* [WORK TASK] Restate the entries below word for word, leaving nothing out.

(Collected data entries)
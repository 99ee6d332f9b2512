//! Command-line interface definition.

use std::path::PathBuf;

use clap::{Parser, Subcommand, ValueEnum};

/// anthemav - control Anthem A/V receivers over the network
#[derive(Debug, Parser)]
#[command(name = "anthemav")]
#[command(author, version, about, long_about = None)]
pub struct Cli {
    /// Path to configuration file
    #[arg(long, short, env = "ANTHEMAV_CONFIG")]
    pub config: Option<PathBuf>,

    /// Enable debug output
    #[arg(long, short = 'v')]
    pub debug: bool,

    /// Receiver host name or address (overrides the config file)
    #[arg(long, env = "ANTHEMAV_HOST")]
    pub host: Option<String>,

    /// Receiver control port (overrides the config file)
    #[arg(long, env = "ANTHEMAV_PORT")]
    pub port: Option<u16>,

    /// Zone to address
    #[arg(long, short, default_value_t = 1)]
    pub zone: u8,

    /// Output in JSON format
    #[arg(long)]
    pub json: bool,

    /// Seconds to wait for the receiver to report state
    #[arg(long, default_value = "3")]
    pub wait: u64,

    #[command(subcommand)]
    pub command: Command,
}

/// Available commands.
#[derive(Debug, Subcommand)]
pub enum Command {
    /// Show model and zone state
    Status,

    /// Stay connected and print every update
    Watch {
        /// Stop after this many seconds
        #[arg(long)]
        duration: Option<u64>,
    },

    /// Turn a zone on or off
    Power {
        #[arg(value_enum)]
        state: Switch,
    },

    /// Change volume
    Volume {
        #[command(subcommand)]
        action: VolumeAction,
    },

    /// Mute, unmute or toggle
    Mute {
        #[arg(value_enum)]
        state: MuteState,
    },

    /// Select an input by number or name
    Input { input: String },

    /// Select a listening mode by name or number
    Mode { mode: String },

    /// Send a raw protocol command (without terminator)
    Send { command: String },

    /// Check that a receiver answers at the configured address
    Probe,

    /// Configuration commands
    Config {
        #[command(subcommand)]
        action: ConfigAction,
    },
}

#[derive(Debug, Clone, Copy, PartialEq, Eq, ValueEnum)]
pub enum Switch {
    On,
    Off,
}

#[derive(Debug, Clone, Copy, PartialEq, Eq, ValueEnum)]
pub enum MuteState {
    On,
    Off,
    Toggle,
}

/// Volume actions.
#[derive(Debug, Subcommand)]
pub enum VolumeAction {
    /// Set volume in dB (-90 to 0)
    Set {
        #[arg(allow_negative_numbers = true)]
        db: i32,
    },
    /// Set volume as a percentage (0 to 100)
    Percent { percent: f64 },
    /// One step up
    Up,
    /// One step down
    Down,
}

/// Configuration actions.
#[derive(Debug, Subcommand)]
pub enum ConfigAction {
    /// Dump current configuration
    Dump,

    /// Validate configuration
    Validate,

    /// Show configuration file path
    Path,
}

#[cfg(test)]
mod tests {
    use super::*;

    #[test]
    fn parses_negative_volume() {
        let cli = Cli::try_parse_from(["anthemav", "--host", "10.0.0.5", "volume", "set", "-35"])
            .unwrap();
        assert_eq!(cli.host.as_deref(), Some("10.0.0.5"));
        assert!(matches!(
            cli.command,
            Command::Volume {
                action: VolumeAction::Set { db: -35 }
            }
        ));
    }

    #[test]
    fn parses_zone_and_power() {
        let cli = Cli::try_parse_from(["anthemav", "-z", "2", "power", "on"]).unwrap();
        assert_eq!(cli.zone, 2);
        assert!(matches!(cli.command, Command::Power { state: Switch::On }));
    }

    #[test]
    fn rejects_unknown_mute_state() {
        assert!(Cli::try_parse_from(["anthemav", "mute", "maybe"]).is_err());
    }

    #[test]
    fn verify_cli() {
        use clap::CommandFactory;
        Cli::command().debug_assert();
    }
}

* [SOLUTION TO THIS TASK]
repository 99ee6d332f9b2512
//! Command-line interface definition.

use std::path::PathBuf;

use clap::{Parser, Subcommand, ValueEnum};

/// anthemav - control Anthem A/V receivers over the network
#[derive(Debug, Parser)]
#[command(name = "anthemav")]
#[command(author, version, about, long_about = None)]
pub struct Cli {
    /// Path to configuration file
    #[arg(long, short, env = "ANTHEMAV_CONFIG")]
    pub config: Option<PathBuf>,

    /// Enable debug output
    #[arg(long, short = 'v')]
    pub debug: bool,

    /// Receiver host name or address (overrides the config file)
    #[arg(long, env = "ANTHEMAV_HOST")]
    pub host: Option<String>,

    /// Receiver control port (overrides the config file)
    #[arg(long, env = "ANTHEMAV_PORT")]
    pub port: Option<u16>,

    /// Zone to address
    #[arg(long, short, default_value_t = 1)]
    pub zone: u8,

    /// Output in JSON format
    #[arg(long)]
    pub json: bool,

    /// Seconds to wait for the receiver to report state
    #[arg(long, default_value = "3")]
    pub wait: u64,

    #[command(subcommand)]
    pub command: Command,
}

/// Available commands.
#[derive(Debug, Subcommand)]
pub enum Command {
    /// Show model and zone state
    Status,

    /// Stay connected and print every update
    Watch {
        /// Stop after this many seconds
        #[arg(long)]
        duration: Option<u64>,
    },

    /// Turn a zone on or off
    Power {
        #[arg(value_enum)]
        state: Switch,
    },

    /// Change volume
    Volume {
        #[command(subcommand)]
        action: VolumeAction,
    },

    /// Mute, unmute or toggle
    Mute {
        #[arg(value_enum)]
        state: MuteState,
    },

    /// Select an input by number or name
    Input { input: String },

    /// Select a listening mode by name or number
    Mode { mode: String },

    /// Send a raw protocol command (without terminator)
    Send { command: String },

    /// Check that a receiver answers at the configured address
    Probe,

    /// Configuration commands
    Config {
        #[command(subcommand)]
        action: ConfigAction,
    },
}

#[derive(Debug, Clone, Copy, PartialEq, Eq, ValueEnum)]
pub enum Switch {
    On,
    Off,
}

#[derive(Debug, Clone, Copy, PartialEq, Eq, ValueEnum)]
pub enum MuteState {
    On,
    Off,
    Toggle,
}

/// Volume actions.
#[derive(Debug, Subcommand)]
pub enum VolumeAction {
    /// Set volume in dB (-90 to 0)
    Set {
        #[arg(allow_negative_numbers = true)]
        db: i32,
    },
    /// Set volume as a percentage (0 to 100)
    Percent { percent: f64 },
    /// One step up
    Up,
    /// One step down
    Down,
}

/// Configuration actions.
#[derive(Debug, Subcommand)]
pub enum ConfigAction {
    /// Dump current configuration
    Dump,

    /// Validate configuration
    Validate,

    /// Show configuration file path
    Path,
}

#[cfg(test)]
mod tests {
    use super::*;

    #[test]
    fn parses_negative_volume() {
        let cli = Cli::try_parse_from(["anthemav", "--host", "10.0.0.5", "volume", "set", "-35"])
            .unwrap();
        assert_eq!(cli.host.as_deref(), Some("10.0.0.5"));
        assert!(matches!(
            cli.command,
            Command::Volume {
                action: VolumeAction::Set { db: -35 }
            }
        ));
    }

    #[test]
    fn parses_zone_and_power() {
        let cli = Cli::try_parse_from(["anthemav", "-z", "2", "power", "on"]).unwrap();
        assert_eq!(cli.zone, 2);
        assert!(matches!(cli.command, Command::Power { state: Switch::On }));
    }

    #[test]
    fn rejects_unknown_mute_state() {
        assert!(Cli::try_parse_from(["anthemav", "mute", "maybe"]).is_err());
    }

    #[test]
    fn verify_cli() {
        use clap::CommandFactory;
        Cli::command().debug_assert();
    }
}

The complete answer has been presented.